- _The problem_: In the following listing, find the lines containing "message" and report them.

+-------+

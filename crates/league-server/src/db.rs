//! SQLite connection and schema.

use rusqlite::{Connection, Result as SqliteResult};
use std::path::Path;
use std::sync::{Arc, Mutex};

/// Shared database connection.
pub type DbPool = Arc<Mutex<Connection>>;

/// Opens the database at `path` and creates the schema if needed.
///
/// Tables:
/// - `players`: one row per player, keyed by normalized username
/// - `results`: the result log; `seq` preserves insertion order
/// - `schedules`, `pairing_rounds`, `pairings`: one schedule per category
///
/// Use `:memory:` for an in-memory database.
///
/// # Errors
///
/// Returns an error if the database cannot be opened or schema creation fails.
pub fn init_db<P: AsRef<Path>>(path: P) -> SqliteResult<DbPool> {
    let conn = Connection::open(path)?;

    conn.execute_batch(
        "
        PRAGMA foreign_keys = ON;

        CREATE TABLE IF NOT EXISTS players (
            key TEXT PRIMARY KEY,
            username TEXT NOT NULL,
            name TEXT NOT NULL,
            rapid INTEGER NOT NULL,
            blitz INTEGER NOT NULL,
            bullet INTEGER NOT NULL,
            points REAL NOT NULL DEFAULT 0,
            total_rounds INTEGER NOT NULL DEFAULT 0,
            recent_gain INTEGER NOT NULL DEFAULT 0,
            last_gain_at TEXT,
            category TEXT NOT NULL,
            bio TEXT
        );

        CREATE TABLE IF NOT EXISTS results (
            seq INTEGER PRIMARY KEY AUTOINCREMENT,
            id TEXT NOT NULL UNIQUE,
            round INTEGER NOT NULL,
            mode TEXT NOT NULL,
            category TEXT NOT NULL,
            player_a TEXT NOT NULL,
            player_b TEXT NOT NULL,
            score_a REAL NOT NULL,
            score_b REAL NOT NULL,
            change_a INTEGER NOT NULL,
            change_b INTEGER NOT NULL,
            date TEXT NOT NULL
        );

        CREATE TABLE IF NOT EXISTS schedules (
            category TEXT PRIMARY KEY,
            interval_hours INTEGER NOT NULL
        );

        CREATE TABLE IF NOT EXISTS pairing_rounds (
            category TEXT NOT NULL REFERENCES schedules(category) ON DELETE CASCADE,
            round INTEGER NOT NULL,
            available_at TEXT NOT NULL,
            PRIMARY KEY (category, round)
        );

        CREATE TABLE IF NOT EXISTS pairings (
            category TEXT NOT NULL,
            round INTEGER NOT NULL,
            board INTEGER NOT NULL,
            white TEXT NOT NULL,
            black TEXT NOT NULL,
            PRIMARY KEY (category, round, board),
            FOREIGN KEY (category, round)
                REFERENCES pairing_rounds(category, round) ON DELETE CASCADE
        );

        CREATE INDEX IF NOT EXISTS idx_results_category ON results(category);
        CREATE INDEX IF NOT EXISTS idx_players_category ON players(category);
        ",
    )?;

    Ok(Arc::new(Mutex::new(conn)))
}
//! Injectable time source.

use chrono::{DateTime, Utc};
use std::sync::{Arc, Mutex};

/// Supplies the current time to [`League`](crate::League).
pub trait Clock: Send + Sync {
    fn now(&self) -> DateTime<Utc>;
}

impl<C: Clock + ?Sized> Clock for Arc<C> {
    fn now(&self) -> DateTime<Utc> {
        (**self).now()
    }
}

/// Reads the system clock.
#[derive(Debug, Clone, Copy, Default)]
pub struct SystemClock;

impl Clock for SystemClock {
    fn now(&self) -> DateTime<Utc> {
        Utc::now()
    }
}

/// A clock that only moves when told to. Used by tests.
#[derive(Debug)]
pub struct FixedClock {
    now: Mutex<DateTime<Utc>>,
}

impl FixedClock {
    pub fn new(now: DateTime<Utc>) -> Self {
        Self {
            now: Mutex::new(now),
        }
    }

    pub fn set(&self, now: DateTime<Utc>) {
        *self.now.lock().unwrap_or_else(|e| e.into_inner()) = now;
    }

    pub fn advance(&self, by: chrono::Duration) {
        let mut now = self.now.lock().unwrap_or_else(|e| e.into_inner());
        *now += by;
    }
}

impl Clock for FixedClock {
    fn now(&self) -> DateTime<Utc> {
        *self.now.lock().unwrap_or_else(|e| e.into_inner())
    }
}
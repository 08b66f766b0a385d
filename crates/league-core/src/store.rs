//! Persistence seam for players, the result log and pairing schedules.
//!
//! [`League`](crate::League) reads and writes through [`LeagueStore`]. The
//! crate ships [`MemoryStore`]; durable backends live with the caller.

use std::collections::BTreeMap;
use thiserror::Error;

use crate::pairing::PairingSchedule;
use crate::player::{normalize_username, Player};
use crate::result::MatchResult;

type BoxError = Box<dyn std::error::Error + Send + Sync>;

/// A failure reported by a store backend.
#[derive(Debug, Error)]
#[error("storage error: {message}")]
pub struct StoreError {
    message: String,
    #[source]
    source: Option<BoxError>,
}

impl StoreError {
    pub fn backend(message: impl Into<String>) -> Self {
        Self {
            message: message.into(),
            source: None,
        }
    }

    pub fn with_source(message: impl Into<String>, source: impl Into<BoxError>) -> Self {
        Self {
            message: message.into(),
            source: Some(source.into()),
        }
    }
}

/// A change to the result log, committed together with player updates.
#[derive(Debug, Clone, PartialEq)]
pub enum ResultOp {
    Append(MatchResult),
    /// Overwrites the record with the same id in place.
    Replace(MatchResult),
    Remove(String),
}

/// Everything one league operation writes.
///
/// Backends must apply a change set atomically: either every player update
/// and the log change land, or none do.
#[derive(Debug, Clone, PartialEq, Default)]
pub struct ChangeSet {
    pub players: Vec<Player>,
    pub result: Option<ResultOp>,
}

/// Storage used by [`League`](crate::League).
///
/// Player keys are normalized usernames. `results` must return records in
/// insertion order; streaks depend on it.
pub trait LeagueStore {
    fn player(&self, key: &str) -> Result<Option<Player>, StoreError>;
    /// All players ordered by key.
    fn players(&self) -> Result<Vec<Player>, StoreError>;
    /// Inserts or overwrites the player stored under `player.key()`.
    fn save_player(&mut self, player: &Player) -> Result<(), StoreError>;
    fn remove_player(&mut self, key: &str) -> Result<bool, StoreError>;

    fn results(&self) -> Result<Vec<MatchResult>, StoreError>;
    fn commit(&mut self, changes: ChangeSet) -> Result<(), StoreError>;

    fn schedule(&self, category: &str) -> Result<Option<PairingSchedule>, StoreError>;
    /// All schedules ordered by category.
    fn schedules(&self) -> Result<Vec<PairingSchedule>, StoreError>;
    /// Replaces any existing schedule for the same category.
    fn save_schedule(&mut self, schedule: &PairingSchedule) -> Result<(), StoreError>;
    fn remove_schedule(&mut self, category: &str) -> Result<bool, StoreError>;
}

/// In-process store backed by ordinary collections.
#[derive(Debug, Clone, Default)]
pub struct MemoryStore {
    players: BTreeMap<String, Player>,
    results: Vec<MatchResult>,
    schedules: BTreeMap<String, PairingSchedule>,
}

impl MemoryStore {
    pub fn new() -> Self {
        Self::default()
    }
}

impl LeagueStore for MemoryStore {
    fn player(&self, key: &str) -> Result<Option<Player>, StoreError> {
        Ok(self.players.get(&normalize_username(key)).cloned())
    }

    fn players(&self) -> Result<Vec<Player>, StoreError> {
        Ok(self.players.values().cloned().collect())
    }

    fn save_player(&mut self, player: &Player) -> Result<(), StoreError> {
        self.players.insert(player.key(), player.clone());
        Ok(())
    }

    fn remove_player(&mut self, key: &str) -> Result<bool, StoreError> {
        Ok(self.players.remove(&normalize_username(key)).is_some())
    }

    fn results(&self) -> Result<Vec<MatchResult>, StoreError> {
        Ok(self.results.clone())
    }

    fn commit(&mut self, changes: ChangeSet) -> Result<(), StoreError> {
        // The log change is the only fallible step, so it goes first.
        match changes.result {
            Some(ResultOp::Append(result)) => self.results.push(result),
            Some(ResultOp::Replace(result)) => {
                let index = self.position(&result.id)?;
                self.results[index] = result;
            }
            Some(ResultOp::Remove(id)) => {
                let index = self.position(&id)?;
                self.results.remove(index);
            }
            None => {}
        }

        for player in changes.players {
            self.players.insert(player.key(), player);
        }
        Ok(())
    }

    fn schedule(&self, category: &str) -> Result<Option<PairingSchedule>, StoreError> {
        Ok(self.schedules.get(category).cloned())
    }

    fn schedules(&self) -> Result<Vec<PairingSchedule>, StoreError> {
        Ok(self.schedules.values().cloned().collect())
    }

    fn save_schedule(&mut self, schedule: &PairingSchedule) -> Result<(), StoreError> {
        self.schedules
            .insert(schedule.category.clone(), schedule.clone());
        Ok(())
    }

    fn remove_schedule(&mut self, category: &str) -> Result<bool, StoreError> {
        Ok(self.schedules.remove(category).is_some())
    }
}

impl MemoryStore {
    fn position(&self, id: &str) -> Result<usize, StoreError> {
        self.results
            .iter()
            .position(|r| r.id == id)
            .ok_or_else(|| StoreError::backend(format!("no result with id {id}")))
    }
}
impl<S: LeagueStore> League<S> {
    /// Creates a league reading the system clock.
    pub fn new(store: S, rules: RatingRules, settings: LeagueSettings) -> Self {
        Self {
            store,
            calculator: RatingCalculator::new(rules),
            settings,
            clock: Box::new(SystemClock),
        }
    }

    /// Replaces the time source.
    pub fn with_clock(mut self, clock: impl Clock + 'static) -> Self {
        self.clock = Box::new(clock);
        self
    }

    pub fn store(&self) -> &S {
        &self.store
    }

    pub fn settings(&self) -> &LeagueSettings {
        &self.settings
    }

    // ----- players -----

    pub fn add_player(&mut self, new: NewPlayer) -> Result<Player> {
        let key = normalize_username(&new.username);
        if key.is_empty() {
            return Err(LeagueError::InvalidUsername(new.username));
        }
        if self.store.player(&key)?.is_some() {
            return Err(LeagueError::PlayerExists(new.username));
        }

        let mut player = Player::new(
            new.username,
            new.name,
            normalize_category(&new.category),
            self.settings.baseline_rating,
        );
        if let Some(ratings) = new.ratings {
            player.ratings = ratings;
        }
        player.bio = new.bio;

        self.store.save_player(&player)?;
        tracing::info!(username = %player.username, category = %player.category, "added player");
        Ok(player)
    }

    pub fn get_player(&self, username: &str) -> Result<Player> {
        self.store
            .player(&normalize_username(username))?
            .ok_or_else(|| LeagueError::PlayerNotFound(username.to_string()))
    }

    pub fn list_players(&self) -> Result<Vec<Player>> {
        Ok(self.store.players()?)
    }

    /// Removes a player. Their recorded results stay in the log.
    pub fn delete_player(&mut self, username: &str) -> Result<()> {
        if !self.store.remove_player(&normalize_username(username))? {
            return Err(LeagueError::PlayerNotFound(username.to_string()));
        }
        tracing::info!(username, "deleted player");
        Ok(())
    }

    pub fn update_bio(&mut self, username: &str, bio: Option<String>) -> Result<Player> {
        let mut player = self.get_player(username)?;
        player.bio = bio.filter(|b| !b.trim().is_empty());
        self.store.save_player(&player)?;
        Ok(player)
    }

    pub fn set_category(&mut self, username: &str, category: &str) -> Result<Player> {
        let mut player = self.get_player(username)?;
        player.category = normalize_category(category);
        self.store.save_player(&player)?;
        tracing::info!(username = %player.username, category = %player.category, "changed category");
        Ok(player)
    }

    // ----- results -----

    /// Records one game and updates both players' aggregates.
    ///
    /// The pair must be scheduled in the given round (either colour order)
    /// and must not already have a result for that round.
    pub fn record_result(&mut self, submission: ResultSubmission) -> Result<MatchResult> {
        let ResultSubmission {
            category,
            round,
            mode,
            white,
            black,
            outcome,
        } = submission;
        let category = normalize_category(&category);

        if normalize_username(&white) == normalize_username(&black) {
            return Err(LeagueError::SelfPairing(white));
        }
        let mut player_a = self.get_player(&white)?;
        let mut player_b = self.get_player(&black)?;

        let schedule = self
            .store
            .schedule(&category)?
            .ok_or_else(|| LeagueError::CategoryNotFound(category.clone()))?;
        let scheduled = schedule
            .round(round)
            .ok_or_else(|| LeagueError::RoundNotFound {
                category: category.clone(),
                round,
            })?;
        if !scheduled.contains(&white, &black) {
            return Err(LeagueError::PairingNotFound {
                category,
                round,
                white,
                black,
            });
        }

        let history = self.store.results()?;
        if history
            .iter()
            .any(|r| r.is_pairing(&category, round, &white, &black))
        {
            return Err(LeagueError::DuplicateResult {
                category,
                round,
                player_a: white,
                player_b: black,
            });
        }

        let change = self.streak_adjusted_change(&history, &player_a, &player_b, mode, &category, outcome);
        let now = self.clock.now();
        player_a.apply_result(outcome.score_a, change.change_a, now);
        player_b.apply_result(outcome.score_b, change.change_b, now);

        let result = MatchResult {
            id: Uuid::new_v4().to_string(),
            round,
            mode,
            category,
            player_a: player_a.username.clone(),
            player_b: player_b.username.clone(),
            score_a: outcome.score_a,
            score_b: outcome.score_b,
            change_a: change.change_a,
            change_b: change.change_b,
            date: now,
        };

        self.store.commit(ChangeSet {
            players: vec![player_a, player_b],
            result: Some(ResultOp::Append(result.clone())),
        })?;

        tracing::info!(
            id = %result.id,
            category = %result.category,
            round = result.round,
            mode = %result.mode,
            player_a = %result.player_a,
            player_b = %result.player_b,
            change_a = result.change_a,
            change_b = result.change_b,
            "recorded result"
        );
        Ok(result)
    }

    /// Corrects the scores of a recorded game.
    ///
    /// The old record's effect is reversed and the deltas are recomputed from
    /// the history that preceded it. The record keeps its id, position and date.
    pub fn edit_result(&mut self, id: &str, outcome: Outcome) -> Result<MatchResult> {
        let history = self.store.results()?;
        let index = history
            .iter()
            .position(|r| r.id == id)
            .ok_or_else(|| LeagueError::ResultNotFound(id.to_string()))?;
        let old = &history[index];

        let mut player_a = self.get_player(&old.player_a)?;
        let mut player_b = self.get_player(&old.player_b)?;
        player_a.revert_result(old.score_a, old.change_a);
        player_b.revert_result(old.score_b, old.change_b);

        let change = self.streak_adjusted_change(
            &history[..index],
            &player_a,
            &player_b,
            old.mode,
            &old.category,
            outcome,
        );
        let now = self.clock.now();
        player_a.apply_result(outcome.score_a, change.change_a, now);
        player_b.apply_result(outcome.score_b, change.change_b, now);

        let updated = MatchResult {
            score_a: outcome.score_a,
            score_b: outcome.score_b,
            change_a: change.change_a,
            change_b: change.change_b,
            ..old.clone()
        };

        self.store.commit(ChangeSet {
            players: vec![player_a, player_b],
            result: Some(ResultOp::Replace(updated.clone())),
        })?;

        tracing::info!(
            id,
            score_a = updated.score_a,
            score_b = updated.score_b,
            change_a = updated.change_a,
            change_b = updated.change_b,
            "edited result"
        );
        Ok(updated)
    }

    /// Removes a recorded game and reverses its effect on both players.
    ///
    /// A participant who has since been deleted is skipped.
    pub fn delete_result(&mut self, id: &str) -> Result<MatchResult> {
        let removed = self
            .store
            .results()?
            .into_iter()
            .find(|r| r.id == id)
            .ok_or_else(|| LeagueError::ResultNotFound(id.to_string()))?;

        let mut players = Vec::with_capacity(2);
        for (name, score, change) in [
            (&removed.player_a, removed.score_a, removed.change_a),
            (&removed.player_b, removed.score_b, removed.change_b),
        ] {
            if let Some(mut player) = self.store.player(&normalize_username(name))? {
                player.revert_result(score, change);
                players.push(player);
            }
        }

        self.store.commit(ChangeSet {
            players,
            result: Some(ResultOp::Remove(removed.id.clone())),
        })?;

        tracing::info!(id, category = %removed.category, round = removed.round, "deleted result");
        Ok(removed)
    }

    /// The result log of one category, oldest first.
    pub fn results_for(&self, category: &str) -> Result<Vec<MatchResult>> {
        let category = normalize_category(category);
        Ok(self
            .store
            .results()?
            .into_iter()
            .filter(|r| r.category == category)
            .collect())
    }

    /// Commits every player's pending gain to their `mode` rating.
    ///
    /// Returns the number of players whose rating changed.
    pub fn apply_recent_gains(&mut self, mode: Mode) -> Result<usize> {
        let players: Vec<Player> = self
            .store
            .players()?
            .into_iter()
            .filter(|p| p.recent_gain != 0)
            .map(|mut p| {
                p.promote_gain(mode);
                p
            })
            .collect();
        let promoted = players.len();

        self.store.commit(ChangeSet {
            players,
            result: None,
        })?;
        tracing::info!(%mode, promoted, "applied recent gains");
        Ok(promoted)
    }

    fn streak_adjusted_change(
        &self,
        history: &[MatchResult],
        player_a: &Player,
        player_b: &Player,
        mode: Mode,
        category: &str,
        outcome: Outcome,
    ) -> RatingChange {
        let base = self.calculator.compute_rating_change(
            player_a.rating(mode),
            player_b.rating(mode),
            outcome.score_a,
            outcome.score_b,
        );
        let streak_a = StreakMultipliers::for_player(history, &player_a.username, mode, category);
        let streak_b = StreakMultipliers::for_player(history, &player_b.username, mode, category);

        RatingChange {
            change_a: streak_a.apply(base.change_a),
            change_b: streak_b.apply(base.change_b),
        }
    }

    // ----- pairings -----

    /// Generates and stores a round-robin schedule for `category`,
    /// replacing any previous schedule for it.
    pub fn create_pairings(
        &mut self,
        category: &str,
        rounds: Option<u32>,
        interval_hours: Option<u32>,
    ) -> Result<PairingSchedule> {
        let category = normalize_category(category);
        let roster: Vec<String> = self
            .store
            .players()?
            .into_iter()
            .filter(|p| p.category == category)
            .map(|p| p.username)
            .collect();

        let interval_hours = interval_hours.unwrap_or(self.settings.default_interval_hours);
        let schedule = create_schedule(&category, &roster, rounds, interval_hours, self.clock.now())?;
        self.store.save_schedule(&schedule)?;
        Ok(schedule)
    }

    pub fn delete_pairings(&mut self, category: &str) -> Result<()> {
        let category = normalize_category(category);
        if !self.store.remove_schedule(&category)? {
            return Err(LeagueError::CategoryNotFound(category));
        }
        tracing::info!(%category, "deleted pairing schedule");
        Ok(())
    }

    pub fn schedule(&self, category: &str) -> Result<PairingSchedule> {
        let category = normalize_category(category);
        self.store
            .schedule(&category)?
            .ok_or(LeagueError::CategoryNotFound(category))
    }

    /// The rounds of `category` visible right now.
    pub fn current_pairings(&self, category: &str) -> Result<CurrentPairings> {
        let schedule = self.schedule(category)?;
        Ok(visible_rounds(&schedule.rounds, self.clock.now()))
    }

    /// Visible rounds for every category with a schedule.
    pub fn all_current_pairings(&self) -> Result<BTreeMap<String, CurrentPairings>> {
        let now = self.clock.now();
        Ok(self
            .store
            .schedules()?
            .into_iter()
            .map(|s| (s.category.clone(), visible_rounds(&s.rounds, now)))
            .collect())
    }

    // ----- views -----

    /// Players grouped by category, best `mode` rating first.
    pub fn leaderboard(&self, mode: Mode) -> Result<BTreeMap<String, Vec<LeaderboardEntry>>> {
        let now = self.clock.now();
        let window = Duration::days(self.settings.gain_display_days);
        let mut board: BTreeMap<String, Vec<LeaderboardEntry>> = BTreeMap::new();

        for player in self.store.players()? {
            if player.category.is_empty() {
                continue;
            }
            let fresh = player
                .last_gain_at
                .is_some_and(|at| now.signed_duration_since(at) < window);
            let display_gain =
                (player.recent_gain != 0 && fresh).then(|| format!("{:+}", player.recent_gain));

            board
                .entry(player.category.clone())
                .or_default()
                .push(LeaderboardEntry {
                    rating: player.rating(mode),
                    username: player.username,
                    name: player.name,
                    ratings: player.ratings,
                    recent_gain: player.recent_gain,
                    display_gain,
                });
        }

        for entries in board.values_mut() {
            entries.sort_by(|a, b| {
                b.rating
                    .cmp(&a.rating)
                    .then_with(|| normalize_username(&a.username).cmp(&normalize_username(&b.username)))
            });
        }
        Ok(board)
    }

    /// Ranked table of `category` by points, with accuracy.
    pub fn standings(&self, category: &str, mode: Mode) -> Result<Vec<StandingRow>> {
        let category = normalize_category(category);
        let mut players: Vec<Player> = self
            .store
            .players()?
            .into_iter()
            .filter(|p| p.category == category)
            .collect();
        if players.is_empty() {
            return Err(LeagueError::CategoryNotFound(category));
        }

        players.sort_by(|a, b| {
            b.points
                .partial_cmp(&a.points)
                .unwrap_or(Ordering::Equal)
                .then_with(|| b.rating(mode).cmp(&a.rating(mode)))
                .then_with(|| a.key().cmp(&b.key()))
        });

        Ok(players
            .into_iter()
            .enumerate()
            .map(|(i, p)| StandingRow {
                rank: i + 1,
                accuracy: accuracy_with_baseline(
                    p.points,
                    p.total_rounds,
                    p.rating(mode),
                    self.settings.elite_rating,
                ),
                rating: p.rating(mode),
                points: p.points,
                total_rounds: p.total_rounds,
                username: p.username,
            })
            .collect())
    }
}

+-------+

- _Exercise output_:
#[error("storage error: {message}")]
    message: String,
    pub fn backend(message: impl Into<String>) -> Self {
            message: message.into(),
    pub fn with_source(message: impl Into<String>, source: impl Into<BoxError>) -> Self {
            message: message.into(),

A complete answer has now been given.